*Exercise prompt*. Report back every line of the entries that contains "scalars", exactly as written.

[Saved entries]
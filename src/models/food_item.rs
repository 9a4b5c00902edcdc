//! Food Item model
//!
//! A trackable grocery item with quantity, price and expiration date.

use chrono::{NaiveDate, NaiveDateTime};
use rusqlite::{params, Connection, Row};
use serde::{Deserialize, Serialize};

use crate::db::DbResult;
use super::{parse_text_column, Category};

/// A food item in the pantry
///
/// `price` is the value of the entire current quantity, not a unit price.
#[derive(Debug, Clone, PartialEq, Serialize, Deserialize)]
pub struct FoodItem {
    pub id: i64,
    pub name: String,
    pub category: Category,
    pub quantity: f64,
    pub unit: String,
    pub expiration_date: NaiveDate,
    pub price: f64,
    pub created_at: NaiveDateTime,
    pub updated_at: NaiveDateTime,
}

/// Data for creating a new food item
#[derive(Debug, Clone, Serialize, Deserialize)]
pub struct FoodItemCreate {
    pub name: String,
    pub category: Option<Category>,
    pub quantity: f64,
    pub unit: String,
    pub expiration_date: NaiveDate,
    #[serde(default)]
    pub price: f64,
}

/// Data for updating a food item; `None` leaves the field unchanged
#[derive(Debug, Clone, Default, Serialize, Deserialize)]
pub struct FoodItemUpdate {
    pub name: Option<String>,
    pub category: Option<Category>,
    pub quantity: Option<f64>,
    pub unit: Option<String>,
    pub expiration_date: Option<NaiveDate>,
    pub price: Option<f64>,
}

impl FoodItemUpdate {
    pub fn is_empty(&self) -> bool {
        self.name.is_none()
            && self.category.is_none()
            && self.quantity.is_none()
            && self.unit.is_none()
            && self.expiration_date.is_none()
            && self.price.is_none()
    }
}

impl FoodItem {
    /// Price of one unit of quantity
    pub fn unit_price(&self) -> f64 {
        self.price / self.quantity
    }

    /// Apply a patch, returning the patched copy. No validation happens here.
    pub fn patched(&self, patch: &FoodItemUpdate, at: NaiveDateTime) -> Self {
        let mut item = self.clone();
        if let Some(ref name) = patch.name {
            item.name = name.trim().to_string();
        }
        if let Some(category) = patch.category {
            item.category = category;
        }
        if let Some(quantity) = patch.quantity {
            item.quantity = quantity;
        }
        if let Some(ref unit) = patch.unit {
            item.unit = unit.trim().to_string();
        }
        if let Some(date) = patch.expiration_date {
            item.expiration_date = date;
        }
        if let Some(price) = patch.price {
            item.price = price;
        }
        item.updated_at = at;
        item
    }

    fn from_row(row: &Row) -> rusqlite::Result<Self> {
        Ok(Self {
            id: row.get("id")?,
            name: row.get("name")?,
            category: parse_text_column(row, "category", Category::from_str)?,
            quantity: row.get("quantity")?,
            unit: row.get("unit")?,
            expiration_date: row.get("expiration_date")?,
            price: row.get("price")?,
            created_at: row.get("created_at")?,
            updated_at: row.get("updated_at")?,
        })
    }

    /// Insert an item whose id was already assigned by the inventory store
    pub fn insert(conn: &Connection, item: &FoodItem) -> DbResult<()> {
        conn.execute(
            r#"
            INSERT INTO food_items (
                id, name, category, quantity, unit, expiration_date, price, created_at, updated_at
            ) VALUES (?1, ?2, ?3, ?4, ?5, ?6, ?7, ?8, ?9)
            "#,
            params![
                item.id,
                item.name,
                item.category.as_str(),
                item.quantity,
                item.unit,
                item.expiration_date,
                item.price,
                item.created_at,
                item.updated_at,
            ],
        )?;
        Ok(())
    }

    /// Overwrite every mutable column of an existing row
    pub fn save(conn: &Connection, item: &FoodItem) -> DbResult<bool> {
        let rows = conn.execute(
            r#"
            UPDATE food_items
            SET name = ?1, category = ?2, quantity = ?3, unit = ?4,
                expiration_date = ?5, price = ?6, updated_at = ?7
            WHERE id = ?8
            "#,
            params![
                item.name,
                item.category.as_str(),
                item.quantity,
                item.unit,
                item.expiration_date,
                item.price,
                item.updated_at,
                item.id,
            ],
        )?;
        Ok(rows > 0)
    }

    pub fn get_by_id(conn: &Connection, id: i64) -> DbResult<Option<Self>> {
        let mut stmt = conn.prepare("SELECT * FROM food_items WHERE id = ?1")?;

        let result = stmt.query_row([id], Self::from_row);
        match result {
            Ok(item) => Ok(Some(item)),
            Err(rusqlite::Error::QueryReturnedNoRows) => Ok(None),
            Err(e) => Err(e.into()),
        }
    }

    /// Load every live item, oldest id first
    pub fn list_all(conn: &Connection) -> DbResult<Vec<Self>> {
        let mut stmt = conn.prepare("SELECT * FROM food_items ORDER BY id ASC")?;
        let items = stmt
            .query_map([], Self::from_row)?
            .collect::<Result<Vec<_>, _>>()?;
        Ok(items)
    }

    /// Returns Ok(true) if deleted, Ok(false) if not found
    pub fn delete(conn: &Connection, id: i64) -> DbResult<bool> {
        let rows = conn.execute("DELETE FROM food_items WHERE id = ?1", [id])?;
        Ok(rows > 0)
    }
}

...

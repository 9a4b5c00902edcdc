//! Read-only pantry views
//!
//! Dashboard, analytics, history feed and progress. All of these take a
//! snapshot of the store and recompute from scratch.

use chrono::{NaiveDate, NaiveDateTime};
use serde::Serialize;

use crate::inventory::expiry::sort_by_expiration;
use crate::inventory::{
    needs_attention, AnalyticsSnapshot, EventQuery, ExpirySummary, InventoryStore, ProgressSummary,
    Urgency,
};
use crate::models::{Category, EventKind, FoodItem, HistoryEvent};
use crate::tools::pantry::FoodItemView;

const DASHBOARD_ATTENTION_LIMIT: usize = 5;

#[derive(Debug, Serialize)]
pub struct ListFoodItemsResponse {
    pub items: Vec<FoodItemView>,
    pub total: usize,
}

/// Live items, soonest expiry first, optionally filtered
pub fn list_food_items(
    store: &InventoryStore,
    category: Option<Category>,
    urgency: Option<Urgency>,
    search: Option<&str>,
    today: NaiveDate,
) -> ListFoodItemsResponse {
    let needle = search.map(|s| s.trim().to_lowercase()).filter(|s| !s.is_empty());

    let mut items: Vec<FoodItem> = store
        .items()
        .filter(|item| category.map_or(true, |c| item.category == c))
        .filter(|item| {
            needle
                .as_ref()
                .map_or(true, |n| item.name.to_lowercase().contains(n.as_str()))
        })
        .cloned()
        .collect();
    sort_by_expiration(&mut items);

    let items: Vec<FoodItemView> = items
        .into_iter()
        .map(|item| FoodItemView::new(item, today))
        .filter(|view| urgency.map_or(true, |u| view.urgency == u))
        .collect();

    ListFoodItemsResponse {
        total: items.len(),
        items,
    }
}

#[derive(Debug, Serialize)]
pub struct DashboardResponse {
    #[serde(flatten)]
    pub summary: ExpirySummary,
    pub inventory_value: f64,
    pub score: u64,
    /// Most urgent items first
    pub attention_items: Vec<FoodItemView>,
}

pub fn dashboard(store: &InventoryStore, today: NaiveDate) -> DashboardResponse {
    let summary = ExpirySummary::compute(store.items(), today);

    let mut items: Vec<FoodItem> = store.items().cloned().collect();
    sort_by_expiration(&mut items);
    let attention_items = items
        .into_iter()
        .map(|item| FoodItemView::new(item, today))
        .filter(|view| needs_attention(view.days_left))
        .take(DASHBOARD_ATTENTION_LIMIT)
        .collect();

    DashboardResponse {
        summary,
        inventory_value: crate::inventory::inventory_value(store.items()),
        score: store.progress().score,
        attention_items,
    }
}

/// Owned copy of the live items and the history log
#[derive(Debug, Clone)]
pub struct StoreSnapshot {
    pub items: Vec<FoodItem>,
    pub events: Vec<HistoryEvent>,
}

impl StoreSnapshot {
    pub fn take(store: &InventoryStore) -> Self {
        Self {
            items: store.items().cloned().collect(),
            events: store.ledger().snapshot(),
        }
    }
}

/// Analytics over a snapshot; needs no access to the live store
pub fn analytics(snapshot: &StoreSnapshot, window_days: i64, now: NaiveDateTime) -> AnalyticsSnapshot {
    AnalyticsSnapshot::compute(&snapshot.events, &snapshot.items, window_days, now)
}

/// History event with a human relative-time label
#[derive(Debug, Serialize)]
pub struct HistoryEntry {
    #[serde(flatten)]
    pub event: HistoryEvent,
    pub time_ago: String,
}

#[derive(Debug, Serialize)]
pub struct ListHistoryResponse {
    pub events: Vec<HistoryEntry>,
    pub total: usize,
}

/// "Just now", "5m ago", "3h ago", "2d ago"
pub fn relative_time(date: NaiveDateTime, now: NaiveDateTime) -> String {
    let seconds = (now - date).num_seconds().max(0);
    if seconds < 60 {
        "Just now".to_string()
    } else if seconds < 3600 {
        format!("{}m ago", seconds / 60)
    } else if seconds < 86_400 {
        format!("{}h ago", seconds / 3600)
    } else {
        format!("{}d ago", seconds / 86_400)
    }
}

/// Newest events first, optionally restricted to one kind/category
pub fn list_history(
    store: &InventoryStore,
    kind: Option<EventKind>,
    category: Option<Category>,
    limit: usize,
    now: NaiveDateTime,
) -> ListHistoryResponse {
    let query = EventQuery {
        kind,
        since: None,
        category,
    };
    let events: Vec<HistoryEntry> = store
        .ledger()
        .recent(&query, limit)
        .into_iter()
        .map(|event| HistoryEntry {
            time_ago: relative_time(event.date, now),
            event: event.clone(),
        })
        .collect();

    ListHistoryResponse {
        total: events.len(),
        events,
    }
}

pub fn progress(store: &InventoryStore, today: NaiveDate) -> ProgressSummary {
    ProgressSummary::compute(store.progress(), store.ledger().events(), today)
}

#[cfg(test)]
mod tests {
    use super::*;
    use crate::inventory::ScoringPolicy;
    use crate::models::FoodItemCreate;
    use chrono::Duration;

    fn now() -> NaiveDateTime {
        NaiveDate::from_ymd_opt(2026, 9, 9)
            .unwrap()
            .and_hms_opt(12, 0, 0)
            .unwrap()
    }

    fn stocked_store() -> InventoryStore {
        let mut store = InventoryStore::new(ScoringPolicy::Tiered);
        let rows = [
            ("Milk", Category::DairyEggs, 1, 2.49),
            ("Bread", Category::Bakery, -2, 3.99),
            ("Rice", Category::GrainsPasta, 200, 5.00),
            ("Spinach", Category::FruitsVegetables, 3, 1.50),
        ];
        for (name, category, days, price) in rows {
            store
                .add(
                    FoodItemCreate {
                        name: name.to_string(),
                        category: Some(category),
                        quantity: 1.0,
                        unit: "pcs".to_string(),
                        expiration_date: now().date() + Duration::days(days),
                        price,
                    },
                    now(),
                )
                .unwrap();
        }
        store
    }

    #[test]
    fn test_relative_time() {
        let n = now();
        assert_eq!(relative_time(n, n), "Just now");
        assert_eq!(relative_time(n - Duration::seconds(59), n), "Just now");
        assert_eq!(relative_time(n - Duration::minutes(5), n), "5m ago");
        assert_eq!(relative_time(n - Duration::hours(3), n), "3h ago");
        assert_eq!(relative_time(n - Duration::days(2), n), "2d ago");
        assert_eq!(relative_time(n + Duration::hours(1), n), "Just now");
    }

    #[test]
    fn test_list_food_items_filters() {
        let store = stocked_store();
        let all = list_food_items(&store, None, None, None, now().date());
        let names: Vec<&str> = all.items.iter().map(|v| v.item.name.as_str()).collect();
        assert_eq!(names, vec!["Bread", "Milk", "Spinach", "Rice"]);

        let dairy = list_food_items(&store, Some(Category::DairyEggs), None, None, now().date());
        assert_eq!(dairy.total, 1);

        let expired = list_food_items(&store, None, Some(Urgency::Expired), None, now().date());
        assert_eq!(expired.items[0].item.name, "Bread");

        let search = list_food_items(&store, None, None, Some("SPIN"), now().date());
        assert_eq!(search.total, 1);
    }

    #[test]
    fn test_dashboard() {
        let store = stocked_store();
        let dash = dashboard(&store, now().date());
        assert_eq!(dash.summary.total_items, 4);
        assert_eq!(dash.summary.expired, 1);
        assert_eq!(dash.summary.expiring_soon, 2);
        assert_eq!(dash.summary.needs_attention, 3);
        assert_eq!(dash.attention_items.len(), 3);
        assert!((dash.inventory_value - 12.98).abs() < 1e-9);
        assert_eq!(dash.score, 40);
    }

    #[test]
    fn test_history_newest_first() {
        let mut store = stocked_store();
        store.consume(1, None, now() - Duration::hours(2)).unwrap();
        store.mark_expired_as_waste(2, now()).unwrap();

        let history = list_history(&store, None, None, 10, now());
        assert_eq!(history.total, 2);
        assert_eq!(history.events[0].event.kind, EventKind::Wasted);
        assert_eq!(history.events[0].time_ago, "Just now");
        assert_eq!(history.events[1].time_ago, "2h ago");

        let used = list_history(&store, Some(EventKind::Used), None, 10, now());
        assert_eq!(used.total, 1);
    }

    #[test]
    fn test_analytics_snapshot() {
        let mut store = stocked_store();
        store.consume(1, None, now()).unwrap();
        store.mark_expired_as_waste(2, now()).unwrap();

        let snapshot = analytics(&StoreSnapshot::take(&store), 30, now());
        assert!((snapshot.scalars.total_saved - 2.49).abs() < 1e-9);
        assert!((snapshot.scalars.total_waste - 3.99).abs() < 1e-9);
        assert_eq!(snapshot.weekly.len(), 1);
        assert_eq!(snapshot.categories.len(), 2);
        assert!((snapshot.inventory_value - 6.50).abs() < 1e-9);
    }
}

*Answer*.
        assert!((snapshot.scalars.total_saved - 2.49).abs() < 1e-9);
        assert!((snapshot.scalars.total_waste - 3.99).abs() < 1e-9);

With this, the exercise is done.